- WHAT YOU WILL DO
Note how many lines in these entries contain "crate", and reply with that number alone.

○ ○ ○ ○ ○

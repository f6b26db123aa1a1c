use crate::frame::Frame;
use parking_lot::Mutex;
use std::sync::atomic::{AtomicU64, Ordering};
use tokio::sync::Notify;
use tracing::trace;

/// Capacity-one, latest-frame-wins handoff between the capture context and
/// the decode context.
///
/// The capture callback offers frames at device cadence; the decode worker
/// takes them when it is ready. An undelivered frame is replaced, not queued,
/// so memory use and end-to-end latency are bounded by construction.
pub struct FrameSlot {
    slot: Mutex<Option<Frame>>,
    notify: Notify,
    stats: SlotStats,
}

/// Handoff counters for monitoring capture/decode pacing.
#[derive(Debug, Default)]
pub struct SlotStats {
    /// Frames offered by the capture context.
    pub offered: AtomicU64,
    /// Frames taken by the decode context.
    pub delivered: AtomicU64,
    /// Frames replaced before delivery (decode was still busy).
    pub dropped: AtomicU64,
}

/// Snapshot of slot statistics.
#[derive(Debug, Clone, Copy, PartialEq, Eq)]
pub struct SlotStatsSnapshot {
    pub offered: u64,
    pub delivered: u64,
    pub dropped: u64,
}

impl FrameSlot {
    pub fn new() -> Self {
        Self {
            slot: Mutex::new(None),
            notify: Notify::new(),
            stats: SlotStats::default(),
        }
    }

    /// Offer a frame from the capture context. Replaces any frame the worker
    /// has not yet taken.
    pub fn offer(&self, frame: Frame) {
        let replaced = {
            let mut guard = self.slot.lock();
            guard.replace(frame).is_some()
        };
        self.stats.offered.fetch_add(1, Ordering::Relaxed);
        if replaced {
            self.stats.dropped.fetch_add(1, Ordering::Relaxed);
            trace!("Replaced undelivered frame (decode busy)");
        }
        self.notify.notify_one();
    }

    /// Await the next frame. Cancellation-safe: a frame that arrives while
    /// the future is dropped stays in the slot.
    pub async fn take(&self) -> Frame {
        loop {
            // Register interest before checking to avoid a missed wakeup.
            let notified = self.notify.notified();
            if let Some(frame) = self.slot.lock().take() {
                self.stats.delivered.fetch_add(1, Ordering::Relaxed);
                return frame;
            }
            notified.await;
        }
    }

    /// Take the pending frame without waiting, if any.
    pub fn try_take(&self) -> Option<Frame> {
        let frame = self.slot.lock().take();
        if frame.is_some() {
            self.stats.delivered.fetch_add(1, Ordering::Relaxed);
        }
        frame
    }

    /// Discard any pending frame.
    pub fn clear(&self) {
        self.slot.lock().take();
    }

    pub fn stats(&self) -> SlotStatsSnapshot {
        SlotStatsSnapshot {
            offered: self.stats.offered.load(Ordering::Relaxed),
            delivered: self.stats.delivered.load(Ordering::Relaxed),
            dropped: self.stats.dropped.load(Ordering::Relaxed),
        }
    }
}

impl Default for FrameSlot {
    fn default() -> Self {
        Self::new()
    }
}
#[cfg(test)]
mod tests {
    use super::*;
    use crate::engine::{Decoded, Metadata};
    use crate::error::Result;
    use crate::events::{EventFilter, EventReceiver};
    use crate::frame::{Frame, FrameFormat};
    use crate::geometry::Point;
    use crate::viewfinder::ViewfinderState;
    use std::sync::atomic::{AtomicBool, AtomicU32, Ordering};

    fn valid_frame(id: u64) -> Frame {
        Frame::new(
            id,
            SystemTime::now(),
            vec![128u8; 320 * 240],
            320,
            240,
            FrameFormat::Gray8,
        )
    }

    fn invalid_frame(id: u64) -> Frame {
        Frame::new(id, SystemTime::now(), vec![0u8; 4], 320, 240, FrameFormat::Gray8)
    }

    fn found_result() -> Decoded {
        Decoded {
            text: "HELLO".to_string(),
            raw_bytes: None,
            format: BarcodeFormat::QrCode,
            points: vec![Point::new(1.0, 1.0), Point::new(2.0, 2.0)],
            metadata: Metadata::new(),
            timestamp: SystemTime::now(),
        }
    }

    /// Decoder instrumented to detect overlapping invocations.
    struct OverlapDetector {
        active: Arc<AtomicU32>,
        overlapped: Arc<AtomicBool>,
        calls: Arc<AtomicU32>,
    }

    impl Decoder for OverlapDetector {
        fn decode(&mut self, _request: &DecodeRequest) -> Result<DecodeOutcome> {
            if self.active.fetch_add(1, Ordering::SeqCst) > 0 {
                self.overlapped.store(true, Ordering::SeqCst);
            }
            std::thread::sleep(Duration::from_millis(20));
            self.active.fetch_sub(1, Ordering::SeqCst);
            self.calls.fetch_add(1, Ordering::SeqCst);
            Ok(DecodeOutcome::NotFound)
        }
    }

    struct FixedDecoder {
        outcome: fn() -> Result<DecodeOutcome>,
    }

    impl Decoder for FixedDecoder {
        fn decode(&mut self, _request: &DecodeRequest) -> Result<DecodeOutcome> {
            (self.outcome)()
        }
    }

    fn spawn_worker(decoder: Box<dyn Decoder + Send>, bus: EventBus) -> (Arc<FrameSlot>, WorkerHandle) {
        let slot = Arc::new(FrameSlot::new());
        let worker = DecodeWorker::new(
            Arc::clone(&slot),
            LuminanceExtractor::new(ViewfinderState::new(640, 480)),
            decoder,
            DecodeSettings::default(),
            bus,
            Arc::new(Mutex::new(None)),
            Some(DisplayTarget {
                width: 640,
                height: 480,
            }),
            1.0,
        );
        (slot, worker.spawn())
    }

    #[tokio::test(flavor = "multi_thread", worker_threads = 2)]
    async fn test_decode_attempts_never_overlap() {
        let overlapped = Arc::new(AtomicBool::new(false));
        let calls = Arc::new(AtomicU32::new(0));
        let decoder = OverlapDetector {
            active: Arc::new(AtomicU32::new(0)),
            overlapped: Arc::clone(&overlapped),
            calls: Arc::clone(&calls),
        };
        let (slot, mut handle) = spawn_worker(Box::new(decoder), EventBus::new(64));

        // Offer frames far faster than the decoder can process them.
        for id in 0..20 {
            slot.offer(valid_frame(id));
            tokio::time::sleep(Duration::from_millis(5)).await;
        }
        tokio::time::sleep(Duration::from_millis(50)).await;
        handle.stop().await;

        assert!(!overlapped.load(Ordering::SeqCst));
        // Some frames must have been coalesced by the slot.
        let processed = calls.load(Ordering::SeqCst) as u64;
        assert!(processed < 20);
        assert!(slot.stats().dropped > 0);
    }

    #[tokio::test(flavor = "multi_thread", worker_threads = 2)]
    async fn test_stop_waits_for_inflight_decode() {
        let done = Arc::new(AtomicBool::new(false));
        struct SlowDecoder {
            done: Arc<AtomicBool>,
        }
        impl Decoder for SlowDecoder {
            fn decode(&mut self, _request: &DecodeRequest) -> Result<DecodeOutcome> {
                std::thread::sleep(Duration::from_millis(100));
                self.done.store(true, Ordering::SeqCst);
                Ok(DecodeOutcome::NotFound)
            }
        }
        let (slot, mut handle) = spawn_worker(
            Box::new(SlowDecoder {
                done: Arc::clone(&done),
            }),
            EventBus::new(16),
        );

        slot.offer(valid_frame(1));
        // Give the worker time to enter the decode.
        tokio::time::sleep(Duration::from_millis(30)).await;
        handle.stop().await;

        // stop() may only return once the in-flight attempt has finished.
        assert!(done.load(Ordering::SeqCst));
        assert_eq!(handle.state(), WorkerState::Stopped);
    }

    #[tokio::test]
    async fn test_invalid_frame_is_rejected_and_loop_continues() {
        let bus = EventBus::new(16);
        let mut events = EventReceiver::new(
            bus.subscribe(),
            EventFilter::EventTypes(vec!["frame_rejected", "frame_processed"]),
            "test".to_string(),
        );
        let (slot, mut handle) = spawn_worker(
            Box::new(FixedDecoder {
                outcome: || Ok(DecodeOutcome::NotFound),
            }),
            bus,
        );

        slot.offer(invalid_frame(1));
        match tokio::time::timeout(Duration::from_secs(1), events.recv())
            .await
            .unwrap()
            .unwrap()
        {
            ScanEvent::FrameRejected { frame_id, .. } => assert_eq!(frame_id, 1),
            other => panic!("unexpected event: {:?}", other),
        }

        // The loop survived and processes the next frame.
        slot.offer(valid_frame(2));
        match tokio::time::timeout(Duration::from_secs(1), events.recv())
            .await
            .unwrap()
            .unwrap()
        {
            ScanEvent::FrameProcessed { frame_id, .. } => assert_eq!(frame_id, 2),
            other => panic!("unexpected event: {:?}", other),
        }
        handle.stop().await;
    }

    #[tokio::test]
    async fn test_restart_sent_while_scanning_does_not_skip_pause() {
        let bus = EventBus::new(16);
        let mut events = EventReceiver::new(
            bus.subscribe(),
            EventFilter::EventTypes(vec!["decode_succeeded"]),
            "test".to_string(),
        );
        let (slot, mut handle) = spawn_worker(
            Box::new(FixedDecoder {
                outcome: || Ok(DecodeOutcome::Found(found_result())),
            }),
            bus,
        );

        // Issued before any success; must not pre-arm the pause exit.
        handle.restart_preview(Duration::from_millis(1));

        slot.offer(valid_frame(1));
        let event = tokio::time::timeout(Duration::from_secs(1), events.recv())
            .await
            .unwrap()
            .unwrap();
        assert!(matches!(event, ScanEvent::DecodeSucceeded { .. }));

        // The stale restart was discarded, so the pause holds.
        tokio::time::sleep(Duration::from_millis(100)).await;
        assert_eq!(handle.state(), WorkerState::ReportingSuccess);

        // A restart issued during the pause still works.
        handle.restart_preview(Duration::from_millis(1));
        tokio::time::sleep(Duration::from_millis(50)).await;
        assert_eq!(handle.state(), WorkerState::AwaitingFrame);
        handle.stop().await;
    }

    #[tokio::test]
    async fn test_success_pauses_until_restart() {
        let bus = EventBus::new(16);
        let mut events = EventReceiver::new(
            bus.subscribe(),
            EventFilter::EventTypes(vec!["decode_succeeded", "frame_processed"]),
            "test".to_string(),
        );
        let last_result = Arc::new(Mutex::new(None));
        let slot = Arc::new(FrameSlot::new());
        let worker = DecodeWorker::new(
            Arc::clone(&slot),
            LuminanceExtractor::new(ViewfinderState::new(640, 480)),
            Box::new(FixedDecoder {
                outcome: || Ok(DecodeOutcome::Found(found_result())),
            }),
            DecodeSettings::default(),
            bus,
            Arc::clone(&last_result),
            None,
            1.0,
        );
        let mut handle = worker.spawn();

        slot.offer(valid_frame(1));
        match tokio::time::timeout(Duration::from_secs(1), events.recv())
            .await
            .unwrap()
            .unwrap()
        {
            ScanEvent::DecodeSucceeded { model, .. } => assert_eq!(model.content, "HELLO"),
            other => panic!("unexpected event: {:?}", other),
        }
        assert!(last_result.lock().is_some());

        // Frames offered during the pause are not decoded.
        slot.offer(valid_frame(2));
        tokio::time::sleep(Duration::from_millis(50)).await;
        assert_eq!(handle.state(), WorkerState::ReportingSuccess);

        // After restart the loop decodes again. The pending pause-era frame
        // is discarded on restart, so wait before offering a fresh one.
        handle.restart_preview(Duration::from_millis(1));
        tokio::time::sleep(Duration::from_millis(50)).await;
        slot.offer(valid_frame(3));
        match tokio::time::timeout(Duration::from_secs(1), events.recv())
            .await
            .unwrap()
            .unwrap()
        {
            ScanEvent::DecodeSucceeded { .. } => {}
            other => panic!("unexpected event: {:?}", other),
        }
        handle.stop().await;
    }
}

○ ○ ○ ○ ○

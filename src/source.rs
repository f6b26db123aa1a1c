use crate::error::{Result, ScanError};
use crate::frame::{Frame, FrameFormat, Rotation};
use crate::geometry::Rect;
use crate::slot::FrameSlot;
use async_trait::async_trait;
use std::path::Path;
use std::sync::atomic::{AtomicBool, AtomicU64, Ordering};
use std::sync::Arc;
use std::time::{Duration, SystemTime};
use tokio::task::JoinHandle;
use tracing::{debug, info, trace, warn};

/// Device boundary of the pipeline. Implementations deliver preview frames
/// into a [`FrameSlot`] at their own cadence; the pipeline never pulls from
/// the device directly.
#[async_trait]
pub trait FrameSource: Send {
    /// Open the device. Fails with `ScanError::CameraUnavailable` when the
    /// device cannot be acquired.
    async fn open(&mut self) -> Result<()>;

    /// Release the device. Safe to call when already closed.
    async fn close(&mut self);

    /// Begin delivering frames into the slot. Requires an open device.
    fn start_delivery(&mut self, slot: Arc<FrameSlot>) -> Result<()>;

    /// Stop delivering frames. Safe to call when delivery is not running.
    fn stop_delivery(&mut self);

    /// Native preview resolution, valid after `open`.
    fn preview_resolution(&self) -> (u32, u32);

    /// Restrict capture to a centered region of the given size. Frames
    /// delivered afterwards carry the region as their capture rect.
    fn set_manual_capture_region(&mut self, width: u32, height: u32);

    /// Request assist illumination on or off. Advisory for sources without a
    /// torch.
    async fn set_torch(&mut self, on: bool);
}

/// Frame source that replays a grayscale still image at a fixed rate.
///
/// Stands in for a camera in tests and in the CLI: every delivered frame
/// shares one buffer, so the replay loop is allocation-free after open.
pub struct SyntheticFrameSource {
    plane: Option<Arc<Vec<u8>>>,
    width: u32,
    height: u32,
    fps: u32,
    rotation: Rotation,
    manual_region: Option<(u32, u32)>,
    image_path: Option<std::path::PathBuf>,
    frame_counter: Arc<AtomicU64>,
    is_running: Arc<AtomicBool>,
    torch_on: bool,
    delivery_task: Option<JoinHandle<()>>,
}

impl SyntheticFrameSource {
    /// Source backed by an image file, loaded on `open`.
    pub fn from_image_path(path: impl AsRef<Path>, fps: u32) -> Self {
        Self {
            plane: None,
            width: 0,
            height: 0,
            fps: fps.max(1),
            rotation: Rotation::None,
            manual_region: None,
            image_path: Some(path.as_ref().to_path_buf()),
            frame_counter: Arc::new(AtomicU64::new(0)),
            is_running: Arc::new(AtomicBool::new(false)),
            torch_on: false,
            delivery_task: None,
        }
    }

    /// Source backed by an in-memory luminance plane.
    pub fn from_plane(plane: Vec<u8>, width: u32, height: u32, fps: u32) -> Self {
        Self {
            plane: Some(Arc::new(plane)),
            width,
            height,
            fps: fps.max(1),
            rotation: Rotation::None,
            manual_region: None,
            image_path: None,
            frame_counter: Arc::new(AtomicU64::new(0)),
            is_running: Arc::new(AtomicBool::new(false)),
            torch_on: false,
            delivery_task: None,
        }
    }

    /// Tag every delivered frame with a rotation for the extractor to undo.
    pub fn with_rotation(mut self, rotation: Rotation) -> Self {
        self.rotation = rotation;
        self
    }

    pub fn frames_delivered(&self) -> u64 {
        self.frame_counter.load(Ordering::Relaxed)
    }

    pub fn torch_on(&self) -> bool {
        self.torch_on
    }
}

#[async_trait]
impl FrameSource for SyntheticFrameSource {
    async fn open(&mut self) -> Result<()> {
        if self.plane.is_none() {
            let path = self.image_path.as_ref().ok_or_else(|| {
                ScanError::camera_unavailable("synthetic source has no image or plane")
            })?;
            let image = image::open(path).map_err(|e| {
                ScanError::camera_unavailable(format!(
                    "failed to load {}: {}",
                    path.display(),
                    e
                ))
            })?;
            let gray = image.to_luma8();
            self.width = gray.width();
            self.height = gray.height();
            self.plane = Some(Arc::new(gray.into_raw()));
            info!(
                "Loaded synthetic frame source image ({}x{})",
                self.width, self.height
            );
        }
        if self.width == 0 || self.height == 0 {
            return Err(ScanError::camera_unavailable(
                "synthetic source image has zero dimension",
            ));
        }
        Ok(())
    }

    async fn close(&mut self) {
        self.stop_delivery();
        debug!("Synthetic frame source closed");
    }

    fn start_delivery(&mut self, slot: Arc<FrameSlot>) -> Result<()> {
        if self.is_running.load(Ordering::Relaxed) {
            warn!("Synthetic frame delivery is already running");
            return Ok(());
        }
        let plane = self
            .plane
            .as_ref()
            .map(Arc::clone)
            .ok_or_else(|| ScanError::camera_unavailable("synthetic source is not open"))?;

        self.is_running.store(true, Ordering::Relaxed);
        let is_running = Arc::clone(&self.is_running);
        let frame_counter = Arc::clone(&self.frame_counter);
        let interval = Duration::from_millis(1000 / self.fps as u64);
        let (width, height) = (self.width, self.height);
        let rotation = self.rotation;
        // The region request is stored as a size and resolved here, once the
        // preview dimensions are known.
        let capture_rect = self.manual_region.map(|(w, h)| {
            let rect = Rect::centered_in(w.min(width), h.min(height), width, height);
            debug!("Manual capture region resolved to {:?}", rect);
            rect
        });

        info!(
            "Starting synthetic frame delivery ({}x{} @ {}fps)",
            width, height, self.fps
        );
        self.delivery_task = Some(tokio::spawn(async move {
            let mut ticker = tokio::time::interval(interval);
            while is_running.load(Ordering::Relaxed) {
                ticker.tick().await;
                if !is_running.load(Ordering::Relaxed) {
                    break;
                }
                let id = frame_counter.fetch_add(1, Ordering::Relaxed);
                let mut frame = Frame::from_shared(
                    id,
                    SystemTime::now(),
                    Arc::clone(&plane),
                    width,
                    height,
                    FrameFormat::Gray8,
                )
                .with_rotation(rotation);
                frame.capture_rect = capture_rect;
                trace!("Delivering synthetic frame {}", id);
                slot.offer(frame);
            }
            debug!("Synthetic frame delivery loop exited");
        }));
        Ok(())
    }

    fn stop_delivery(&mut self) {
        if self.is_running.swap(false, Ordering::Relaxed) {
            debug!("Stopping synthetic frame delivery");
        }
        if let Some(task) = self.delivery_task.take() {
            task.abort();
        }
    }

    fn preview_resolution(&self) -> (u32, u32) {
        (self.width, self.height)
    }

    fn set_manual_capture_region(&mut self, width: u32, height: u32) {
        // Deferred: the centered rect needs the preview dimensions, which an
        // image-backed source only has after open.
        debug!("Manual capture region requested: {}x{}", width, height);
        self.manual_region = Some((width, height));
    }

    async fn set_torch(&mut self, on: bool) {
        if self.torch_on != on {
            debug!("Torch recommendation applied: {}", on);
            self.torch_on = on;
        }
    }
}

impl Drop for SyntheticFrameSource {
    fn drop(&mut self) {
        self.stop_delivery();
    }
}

○ ○ ○ ○ ○

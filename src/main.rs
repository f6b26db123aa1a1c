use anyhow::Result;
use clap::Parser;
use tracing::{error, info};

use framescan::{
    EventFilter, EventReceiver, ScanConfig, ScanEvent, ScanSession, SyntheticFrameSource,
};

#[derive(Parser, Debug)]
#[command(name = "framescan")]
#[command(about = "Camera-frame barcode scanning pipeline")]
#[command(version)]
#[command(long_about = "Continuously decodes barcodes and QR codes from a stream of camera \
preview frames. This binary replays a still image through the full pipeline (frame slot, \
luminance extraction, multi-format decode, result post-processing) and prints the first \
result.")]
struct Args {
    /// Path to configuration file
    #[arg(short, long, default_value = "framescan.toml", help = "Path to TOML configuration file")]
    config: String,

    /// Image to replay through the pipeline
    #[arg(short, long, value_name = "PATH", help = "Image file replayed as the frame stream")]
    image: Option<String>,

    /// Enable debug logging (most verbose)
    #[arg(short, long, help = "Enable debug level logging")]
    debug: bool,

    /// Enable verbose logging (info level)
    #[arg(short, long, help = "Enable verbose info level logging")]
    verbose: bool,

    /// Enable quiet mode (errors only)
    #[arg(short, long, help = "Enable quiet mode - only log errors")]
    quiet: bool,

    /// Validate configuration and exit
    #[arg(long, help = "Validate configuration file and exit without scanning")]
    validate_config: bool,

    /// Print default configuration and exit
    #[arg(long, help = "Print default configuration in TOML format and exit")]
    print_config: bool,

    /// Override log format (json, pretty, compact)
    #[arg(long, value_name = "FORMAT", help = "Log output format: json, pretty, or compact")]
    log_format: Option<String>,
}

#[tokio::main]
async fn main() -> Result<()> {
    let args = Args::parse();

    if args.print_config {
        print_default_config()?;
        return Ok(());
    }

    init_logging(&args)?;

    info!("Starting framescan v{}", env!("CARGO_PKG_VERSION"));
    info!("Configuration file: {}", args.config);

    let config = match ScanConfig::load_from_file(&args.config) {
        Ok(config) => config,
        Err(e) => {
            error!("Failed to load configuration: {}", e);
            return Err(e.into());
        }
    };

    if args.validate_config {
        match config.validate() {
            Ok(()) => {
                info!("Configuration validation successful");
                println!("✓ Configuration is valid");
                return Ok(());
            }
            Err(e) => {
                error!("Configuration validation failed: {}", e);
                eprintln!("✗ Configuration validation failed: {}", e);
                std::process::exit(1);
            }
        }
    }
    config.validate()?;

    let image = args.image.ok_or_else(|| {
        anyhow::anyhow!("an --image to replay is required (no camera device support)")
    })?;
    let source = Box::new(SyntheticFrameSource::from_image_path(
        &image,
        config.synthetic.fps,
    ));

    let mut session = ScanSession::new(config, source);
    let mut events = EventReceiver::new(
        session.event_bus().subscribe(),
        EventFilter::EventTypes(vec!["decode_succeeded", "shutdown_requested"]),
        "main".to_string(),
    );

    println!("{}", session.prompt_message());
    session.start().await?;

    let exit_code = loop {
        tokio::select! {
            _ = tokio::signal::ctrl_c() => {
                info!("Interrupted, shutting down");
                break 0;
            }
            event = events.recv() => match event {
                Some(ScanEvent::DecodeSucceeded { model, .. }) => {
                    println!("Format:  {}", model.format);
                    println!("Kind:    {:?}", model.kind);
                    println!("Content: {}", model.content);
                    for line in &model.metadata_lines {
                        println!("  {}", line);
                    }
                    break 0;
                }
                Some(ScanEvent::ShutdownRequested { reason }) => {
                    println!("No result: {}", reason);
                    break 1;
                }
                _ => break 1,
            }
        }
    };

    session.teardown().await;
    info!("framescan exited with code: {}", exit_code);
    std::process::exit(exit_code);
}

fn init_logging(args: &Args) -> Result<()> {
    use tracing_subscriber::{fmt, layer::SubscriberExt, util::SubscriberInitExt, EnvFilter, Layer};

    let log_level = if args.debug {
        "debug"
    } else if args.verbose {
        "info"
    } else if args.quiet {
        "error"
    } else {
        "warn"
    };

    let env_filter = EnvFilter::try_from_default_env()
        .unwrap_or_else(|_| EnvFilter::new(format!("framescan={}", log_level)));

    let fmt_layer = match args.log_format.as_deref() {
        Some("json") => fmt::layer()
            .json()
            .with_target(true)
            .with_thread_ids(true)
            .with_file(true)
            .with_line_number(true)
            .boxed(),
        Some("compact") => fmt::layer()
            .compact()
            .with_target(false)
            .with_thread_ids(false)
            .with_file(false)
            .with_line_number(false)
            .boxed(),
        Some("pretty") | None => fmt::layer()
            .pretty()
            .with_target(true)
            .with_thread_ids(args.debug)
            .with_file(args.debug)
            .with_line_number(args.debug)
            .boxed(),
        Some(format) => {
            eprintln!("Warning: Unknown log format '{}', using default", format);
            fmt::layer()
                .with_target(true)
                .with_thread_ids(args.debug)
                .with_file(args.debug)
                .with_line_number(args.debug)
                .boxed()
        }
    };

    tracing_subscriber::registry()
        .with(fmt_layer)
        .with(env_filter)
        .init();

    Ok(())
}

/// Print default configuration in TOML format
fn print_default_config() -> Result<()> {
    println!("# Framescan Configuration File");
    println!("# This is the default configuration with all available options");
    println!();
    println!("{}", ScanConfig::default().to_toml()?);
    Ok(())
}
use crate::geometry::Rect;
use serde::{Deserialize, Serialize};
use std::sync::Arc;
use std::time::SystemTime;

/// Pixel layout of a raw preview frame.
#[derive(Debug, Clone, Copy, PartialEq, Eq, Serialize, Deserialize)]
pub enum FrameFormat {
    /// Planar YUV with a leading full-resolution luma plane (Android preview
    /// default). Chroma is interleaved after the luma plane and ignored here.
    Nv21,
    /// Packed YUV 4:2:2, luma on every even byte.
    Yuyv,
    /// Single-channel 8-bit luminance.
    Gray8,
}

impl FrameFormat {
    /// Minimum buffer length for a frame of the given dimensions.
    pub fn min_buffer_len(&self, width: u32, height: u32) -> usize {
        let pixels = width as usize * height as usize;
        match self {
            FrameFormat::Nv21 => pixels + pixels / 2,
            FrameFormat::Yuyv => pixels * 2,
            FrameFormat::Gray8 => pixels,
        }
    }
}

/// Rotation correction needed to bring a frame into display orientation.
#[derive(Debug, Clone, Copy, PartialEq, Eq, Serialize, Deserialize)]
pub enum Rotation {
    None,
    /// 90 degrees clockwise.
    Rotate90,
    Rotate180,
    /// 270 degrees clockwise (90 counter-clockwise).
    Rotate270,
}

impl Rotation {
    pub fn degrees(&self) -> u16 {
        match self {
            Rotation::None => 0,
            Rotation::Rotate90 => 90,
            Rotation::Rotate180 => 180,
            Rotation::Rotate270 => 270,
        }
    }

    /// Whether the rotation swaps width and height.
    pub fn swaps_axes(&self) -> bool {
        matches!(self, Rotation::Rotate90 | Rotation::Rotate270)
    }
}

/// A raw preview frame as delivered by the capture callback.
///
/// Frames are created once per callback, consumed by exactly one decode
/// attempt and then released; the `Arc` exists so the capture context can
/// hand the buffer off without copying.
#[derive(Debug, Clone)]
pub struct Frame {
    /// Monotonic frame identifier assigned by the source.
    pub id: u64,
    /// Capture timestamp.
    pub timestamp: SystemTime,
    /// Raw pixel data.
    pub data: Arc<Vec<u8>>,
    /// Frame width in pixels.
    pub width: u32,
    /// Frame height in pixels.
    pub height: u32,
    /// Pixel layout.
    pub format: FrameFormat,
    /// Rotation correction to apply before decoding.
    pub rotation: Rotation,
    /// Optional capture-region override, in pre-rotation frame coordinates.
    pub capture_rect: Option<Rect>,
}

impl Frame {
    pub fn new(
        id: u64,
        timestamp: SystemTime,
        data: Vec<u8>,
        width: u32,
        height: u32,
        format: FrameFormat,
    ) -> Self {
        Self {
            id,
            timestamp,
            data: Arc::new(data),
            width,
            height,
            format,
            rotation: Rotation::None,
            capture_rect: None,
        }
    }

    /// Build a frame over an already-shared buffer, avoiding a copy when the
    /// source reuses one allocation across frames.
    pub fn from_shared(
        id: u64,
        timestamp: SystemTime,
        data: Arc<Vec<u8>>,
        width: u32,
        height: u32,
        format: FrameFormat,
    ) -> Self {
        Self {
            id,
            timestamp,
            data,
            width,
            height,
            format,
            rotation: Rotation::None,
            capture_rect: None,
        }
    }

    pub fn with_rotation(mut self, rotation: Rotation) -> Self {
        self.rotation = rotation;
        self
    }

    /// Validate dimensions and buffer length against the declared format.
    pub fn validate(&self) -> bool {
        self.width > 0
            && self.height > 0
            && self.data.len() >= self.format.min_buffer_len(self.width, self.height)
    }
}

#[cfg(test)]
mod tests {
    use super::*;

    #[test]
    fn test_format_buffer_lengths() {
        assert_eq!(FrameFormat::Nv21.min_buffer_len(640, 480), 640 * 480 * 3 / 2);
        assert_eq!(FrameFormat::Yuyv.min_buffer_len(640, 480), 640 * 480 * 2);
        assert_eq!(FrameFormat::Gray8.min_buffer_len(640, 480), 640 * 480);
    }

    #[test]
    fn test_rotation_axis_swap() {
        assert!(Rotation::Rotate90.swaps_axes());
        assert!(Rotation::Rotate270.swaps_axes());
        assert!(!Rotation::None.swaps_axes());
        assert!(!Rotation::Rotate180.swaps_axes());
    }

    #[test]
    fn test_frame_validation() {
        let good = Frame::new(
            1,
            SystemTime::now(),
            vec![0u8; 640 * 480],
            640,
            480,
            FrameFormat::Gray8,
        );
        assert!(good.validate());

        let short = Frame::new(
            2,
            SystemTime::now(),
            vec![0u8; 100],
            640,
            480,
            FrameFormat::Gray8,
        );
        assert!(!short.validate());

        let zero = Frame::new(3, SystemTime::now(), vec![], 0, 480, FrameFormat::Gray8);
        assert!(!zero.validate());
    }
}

○ ○ ○ ○ ○

- OUTPUT FOR THIS TASK
12